Cao Xin tertawa mendengarnya, kemudian menjawab pertanyaan itu untuk Lu Cang, “Kakak sibuk dengan urusannya selama dua bulan ini. Dia mungkin sudah lama tidak menyentuh perempuan, iya kan?” melihat Lu Cang dengan tatapan bertanya, dia menunggu jawaban Kakaknya.

 “I... iya. Aku sudah lama tidak menyentuh ‘perempuan’...”

Sialan! Lu Cang menyumpahi dirinya sendiri begitu menjawab pertanyaan Cao Xin. Dasar bodoh! Baru saja dia mengatakan apa yang tidak seharusnya dia katakan[11]!

Tentu saja, selama dua bulan terakhir ini, aku hanya menyentuh ‘laki-laki’—tapi itu karena terpaksa!

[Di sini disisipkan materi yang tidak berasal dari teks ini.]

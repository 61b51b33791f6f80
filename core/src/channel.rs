//! Host channel registry
//!
//! Models the host's messenger: method handlers answer named commands,
//! stream handlers serve a push stream. The host talks to the bridge only
//! through a [`Messenger`]; whatever is registered there decides whether a
//! command can be delivered at all.

use crate::command::{Command, CommandResult};
use crate::events::Subscription;
use crate::BridgeError;
use parking_lot::RwLock;
use std::collections::HashMap;
use std::sync::Arc;

/// Default method channel name
pub const METHOD_CHANNEL: &str = "beacons_plugin";

/// Default event stream channel name
pub const EVENT_CHANNEL: &str = "beacons_plugin_stream";

/// Answers commands on a method channel.
pub trait MethodHandler: Send + Sync {
    fn on_method_call(&self, command: &Command) -> CommandResult;
}

/// Serves a push stream to one listener at a time.
pub trait StreamHandler: Send + Sync {
    fn on_listen(&self) -> Subscription;
    fn on_cancel(&self);
}

#[derive(Default)]
pub struct Messenger {
    methods: RwLock<HashMap<String, Arc<dyn MethodHandler>>>,
    streams: RwLock<HashMap<String, Arc<dyn StreamHandler>>>,
}

impl Messenger {
    pub fn new() -> Self {
        Self::default()
    }

    /// Install (`Some`) or remove (`None`) the handler for a method channel.
    pub fn set_method_handler(&self, channel: &str, handler: Option<Arc<dyn MethodHandler>>) {
        let mut methods = self.methods.write();
        match handler {
            Some(handler) => {
                methods.insert(channel.to_string(), handler);
            }
            None => {
                methods.remove(channel);
            }
        }
    }

    pub fn set_stream_handler(&self, channel: &str, handler: Option<Arc<dyn StreamHandler>>) {
        let mut streams = self.streams.write();
        match handler {
            Some(handler) => {
                streams.insert(channel.to_string(), handler);
            }
            None => {
                streams.remove(channel);
            }
        }
    }

    pub fn has_method_handler(&self, channel: &str) -> bool {
        self.methods.read().contains_key(channel)
    }

    pub fn has_stream_handler(&self, channel: &str) -> bool {
        self.streams.read().contains_key(channel)
    }

    /// Deliver a command. Fails when nothing is registered on `channel`.
    pub fn invoke(&self, channel: &str, command: &Command) -> Result<CommandResult, BridgeError> {
        // Clone the handler out so the registry lock is not held while the
        // engine runs.
        let handler = self.methods.read().get(channel).cloned();
        match handler {
            Some(handler) => Ok(handler.on_method_call(command)),
            None => {
                tracing::warn!(
                    "Rejected {} on {}: no handler registered",
                    command.name,
                    channel
                );
                Err(BridgeError::ChannelUnavailable(channel.to_string()))
            }
        }
    }

    pub fn listen(&self, channel: &str) -> Result<Subscription, BridgeError> {
        let handler = self.streams.read().get(channel).cloned();
        handler
            .map(|h| h.on_listen())
            .ok_or_else(|| BridgeError::ChannelUnavailable(channel.to_string()))
    }

    pub fn cancel(&self, channel: &str) -> Result<(), BridgeError> {
        let handler = self.streams.read().get(channel).cloned();
        handler
            .map(|h| h.on_cancel())
            .ok_or_else(|| BridgeError::ChannelUnavailable(channel.to_string()))
    }
}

Dia merasa perutnya sakit mendadak. Tangan yang awalnya menyentuh dada Yue Wei, seketika ia lepaskan.

 “Kalau begitu, kami harus benar-benar membuat Adik kecil Yue Wei menunggu dengan manis!” senyum Yu Rong merekah, sementara dia melempar pandang “mati kamu” sekilas pada  Yue Wei, dia kemudian berdiri. “Tuan muda sudah susah-susah kesini, sebaiknya kita tidak menyia-nyiakan sore yang indah di musim semi ini. Saya kira ini sudah saatnya...

Senyum lebar merekah pada raut wajah Cao Xin. Dia akan menghabiskan malam musim semi[12] bersama dengan wanita cantik yang selama ini hanya bisa diimpikannya. Bagaimana mungkin dia tidak gembira?

Lu Cang juga sama tidak sabarnya. Dia berdiri dengan lengan merengkuh Yue Wei, dan melempar senyum ke arah Yu Rong, “Terima kasih atas bantuannya.”

Ketika Lu Cang baru akan bertanya pada Yue Wei yang mana yang akan menjad kamar mereka, pintu seketika terbuka dengan bunyi “bam” yang keras, menyela percakapan mereka.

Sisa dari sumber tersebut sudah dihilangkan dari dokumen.